By P. T. Bauer | Go to book overview

CHAPTER 17
THE SHARES OF FIRMS IN THE TRADE IN EXPORT PRODUCE

1. INFORMATION ON THE SHARES OF FIRMS IN THE TRADE IN EXPORT PRODUCE

There is much information available on the shares of individual firms in the export trade of West Africa. It is derived partly from returns furnished by the buying agents to the executives of the marketing boards and circulated by the boards, and partly from analysis of customs entries. Considerable information has also been made available by private sources.

The export of agricultural products from Nigeria and the Gold Coast is in the hands of marketing boards which are statutory export monopolies. In the actual export of these products, the concentration is of course 100%. The merchant firms act as buying agents for the boards, and for these commodities the statistics of concentration shown here refer to their operations as buying agents and not as actual exporters. For hides and skins and timber the information refers to the shares of firms in actual exports.

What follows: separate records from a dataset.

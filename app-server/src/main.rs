use std::path::PathBuf;
use std::sync::Arc;

use anyhow::Context;
use askwhy_app_server::config::DEFAULT_CONFIG_PATH;
use askwhy_app_server::{AppConfig, build_engine, logging, serve};
use clap::Parser;
use tokio::net::TcpListener;
use tracing::info;

/// Answer questions about a chat history.
#[derive(Debug, Parser)]
#[command(version)]
struct Cli {
    /// Path to the TOML config file.
    #[arg(long, env = "ASKWHY_CONFIG", default_value = DEFAULT_CONFIG_PATH)]
    config: PathBuf,

    /// Log filter used when RUST_LOG is not set, e.g. `debug`.
    #[arg(long)]
    log_level: Option<String>,

    /// Address to bind, overriding `[server] bind`.
    #[arg(long)]
    bind: Option<String>,
}

#[tokio::main]
async fn main() -> anyhow::Result<()> {
    // A missing .env file is fine.
    let _ = dotenvy::dotenv();

    let cli = Cli::parse();
    logging::init(cli.log_level.as_deref());

    let config = AppConfig::load(&cli.config)?;
    let embedder = Arc::new(config.embedding.provider()?);
    let generator = Arc::new(config.generation.provider()?);
    let engine = build_engine(&config, embedder, generator)?;

    let state = engine.initialize().await;
    info!("Vector store initialized: {state:?}");

    let bind_addr = cli.bind.unwrap_or(config.server.bind);
    let listener = TcpListener::bind(&bind_addr)
        .await
        .with_context(|| format!("Failed to bind to {bind_addr}"))?;

    serve(listener, engine).await
}
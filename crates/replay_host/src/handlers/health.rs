use axum::http::StatusCode;
use tracing::instrument;

#[axum::debug_handler]
#[instrument(name = "health")]
pub async fn health() -> StatusCode {
	StatusCode::OK
}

With the exception of the buying of cocoa, confidential marketsharing syndicates are operated by most of the licensed buying agents in the purchase of produce for export on behalf of the marketing boards.1 In a review of statistics of this degree of concentration it is necessary to take cognisance of such syndicates for two reasons. First, their presence implies that in effect the members share their purchases. The shares of individual firms in total purchases do not give a full picture of the degree of concentration; in addition, the share of all the syndicate members taken together must be considered because they act largely in concert and in their purchasing activities voluntarily limit their independence of action. Secondly, the share of an individual firm in total purchases in any year may give a misleading indication of its quantitative importance if it is a member of a syndicate. A firm may intentionally reduce its purchases in one year in accordance with the provisions of the market-sharing arrangements. This tends to increase the tonnage bought by others, whether members of the syndicate or not. Conversely, a syndicate member which was buying less than its agreed

____________________
1
The syndicates in the purchase of oil-palm produce seem recently to have been suspended (cf. note to Table 14 below).